大塚家具は春日部発祥の企業であり、本店を地元に構えること自体は自然な判断だ。しかし1985年のロビンソン開業時と同じ疑問が浮かぶ。これは、「市民が必要としているものなのか」だ。
たしかに、マイホームを購入した際に「良い家具」を揃える人は多いだろう。しかし家具は日常的に買い換える商品ではない。まして高級家具となると、頻繁に足を運ぶ業態とは言い難い。ロビンソン、西武百貨店、そして匠大塚と、同じ場所で同じ問いが40年間繰り返されているのだ。
2032年、高架完成後の春日部の未来
春日部駅の鉄道高架化事業は2019年に開始し、2032年の完成が予定されている。
2025年には、事業の進捗状況を報告する「高架化シンポジウム」が開催された。
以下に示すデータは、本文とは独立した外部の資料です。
//! Error types for mcp-conduit
//!
//! Two layers of errors live here:
//!
//! - [`JsonRpcError`] is the wire-level error object carried inside a
//!   JSON-RPC error response.
//! - [`Error`] is what callers of this crate see. Its variants separate
//!   connection failures, timeouts, version mismatches and retryable vs.
//!   non-retryable peer failures so that recovery logic (for example an
//!   OAuth refresh-and-retry wrapper) can branch on the kind of failure.

use std::time::Duration;

use serde::{Deserialize, Serialize};

/// Boxed error type used at API boundaries that accept arbitrary errors.
pub type BoxError = Box<dyn std::error::Error + Send + Sync>;

/// JSON-RPC and MCP error codes
#[derive(Debug, Clone, Copy, PartialEq, Eq)]
#[repr(i32)]
pub enum ErrorCode {
    /// Invalid JSON was received
    ParseError = -32700,
    /// The JSON sent is not a valid Request object
    InvalidRequest = -32600,
    /// The method does not exist / is not available
    MethodNotFound = -32601,
    /// Invalid method parameter(s)
    InvalidParams = -32602,
    /// Internal JSON-RPC error
    InternalError = -32603,
    /// The connection to the peer closed or could not be used
    ConnectionClosed = -32000,
    /// The request did not complete in time
    RequestTimeout = -32001,
}

impl ErrorCode {
    pub fn code(self) -> i32 {
        self as i32
    }
}

/// Lowest code of the implementation-defined server error band (-32099..=-32000).
pub const SERVER_ERROR_START: i32 = -32099;

/// Highest code of the implementation-defined server error band.
pub const SERVER_ERROR_END: i32 = -32000;

/// Returns true if `code` lies in the JSON-RPC reserved server error band.
pub fn is_server_error(code: i32) -> bool {
    (SERVER_ERROR_START..=SERVER_ERROR_END).contains(&code)
}

/// JSON-RPC error object
#[derive(Debug, Clone, PartialEq, Serialize, Deserialize)]
pub struct JsonRpcError {
    pub code: i32,
    pub message: String,
    #[serde(default, skip_serializing_if = "Option::is_none")]
    pub data: Option<serde_json::Value>,
}

impl JsonRpcError {
    pub fn new(code: ErrorCode, message: impl Into<String>) -> Self {
        Self {
            code: code.code(),
            message: message.into(),
            data: None,
        }
    }

    pub fn with_data(mut self, data: serde_json::Value) -> Self {
        self.data = Some(data);
        self
    }

    pub fn parse_error(message: impl Into<String>) -> Self {
        Self::new(ErrorCode::ParseError, message)
    }

    pub fn invalid_request(message: impl Into<String>) -> Self {
        Self::new(ErrorCode::InvalidRequest, message)
    }

    pub fn method_not_found(method: &str) -> Self {
        Self::new(
            ErrorCode::MethodNotFound,
            format!("Method not found: {}", method),
        )
    }

    pub fn invalid_params(message: impl Into<String>) -> Self {
        Self::new(ErrorCode::InvalidParams, message)
    }

    pub fn internal_error(message: impl Into<String>) -> Self {
        Self::new(ErrorCode::InternalError, message)
    }

    pub fn connection_closed(message: impl Into<String>) -> Self {
        Self::new(ErrorCode::ConnectionClosed, message)
    }
}

impl std::fmt::Display for JsonRpcError {
    fn fmt(&self, f: &mut std::fmt::Formatter<'_>) -> std::fmt::Result {
        write!(f, "{} (code {})", self.message, self.code)
    }
}

/// mcp-conduit error type
#[derive(Debug, thiserror::Error)]
pub enum Error {
    /// The channel could not be established, or died while in use.
    #[error("Connection error: {0}")]
    Connection(String),

    /// Bytes on the wire were not valid JSON.
    #[error("Parse error: {0}")]
    Parse(String),

    /// Well-formed JSON that violates the JSON-RPC/MCP message shape.
    #[error("Invalid message: {0}")]
    InvalidMessage(String),

    /// No matching response arrived within the caller's bound.
    #[error("Request timed out after {0:?}")]
    Timeout(Duration),

    /// The peer cannot satisfy the proposed protocol version.
    #[error("Protocol version mismatch: requested {requested}, supported {supported:?}")]
    VersionMismatch {
        requested: String,
        supported: Vec<String>,
    },

    /// Transient failure that may succeed after refreshing credentials.
    #[error("Retryable error: {0}")]
    Retryable(JsonRpcError),

    /// Structural failure unlikely to succeed on retry.
    #[error("Non-retryable error: {0}")]
    NonRetryable(JsonRpcError),

    /// A batch was sent to a peer whose negotiated version forbids batching.
    #[error("Batch rejected: protocol version {protocol_version} does not support batching")]
    BatchRejected { protocol_version: String },

    /// Error response returned by the peer.
    #[error("JSON-RPC error: {0}")]
    JsonRpc(JsonRpcError),

    #[error("Serialization error: {0}")]
    Serialization(#[from] serde_json::Error),

    #[error("Transport error: {0}")]
    Transport(String),

    #[error("Internal error: {0}")]
    Internal(String),
}

impl Error {
    /// Build the caller-facing error for an error response from the peer.
    ///
    /// `ConnectionClosed` responses are synthesized by transports when the
    /// underlying channel fails, so they surface as [`Error::Connection`].
    pub fn from_response(error: JsonRpcError) -> Self {
        if error.code == ErrorCode::ConnectionClosed.code() {
            Error::Connection(error.message)
        } else {
            Error::JsonRpc(error)
        }
    }

    /// Whether retrying (possibly after refreshing credentials) may succeed.
    pub fn is_retryable(&self) -> bool {
        matches!(self, Error::Retryable(_))
    }

    /// Whether this error means the connection is unusable.
    pub fn is_connection(&self) -> bool {
        matches!(self, Error::Connection(_))
    }

    /// Convert to a JSON-RPC error object suitable for sending to a peer.
    pub fn to_jsonrpc(&self) -> JsonRpcError {
        match self {
            Error::JsonRpc(e) | Error::Retryable(e) | Error::NonRetryable(e) => e.clone(),
            Error::Parse(msg) => JsonRpcError::parse_error(msg.clone()),
            Error::InvalidMessage(msg) => JsonRpcError::invalid_request(msg.clone()),
            Error::BatchRejected { protocol_version } => JsonRpcError::invalid_request(format!(
                "Batch requests are not supported in protocol version {}",
                protocol_version
            ))
            .with_data(serde_json::json!({ "protocolVersion": protocol_version })),
            Error::VersionMismatch {
                requested,
                supported,
            } => JsonRpcError::invalid_params("Unsupported protocol version")
                .with_data(serde_json::json!({
                    "requested": requested,
                    "supported": supported,
                })),
            Error::Connection(msg) => JsonRpcError::connection_closed(msg.clone()),
            Error::Timeout(d) => JsonRpcError::new(
                ErrorCode::RequestTimeout,
                format!("Request timed out after {:?}", d),
            ),
            e => JsonRpcError::internal_error(e.to_string()),
        }
    }
}

impl From<JsonRpcError> for Error {
    fn from(err: JsonRpcError) -> Self {
        Error::JsonRpc(err)
    }
}

/// Result type alias for mcp-conduit
pub type Result<T> = std::result::Result<T, Error>;

#[cfg(test)]
mod tests {
    use super::*;

    #[test]
    fn test_server_error_band() {
        assert!(is_server_error(-32000));
        assert!(is_server_error(-32050));
        assert!(is_server_error(-32099));
        assert!(!is_server_error(-32100));
        assert!(!is_server_error(-31999));
        assert!(!is_server_error(ErrorCode::InternalError.code()));
    }

    #[test]
    fn test_connection_closed_response_maps_to_connection_error() {
        let err = Error::from_response(JsonRpcError::connection_closed("child exited"));
        assert!(err.is_connection());

        let err = Error::from_response(JsonRpcError::method_not_found("nope"));
        assert!(matches!(err, Error::JsonRpc(e) if e.code == -32601));
    }

    #[test]
    fn test_batch_rejected_carries_version() {
        let err = Error::BatchRejected {
            protocol_version: "2025-06-18".to_string(),
        };
        let wire = err.to_jsonrpc();
        assert_eq!(wire.code, ErrorCode::InvalidRequest.code());
        assert_eq!(wire.data.unwrap()["protocolVersion"], "2025-06-18");
    }
}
その参加者アンケートでは、高架化に期待することとして1位が渋滞緩和(36%)、2位が「東西自由通路」(33%)だった。
市民が高架化に求めているのは、駅前商業の再生よりもまず「物理的な分断の解消」だということがわかる。
2024年の市民意識調査でも、不満1位は「鉄道駅周辺の更新・再生」(44.4%)で、2016年から8年たっても中心市街地への不満は変わっていない。
一方で、街への愛着は75〜81%が「ある」と答え続けている。しかし自由記述には「帰ってきて寝るだけの町」という言葉も見受けられた。愛着の強さと、中心市街地への不満が併存している様子がうかがえる。
また、シンポジウムのアンケート自由記述にはこのような声もあった。
「駅が高架になってきれいになっても人が集まるかどうかはわからない」
「鉄道高架化するだけでにぎわいが創出できるわけではない。絶好のチャンスなので人口が増えるような政策をとってほしい」
高架化が完成すれば、長年東西を分断してきた境界線がようやく解消される。東口は初めて、西口とフラットな立ち位置に立つ。春日部駅の東西エリアが、初めて一体化するのだ。
しかし市民が求めているのは、踏切がなくなることだけではない。1986年、業界誌『販売革新』は、春日部の消費者が求めているものを「アジの開きの美味しいもの」と表現した。それは、身近で少し質の良いもの、そしてゆっくり過ごせる場所のことだった。その声は、40年後の今も変わっていない。
かつて春日部では、「GMSと競合しない業態」という理由で、百貨店の誘致が進められた。そしてそれは、市民から受け入れられきらず、閉店時もイトーヨーカドーほど悲しんでもらえなかった。
東西が一体化した後で、どんな施設が、どんな空間が提供されるのか。過去の失敗からちゃんと学べているのか……。再発展の契機となることを期待して、進捗を見守りたい。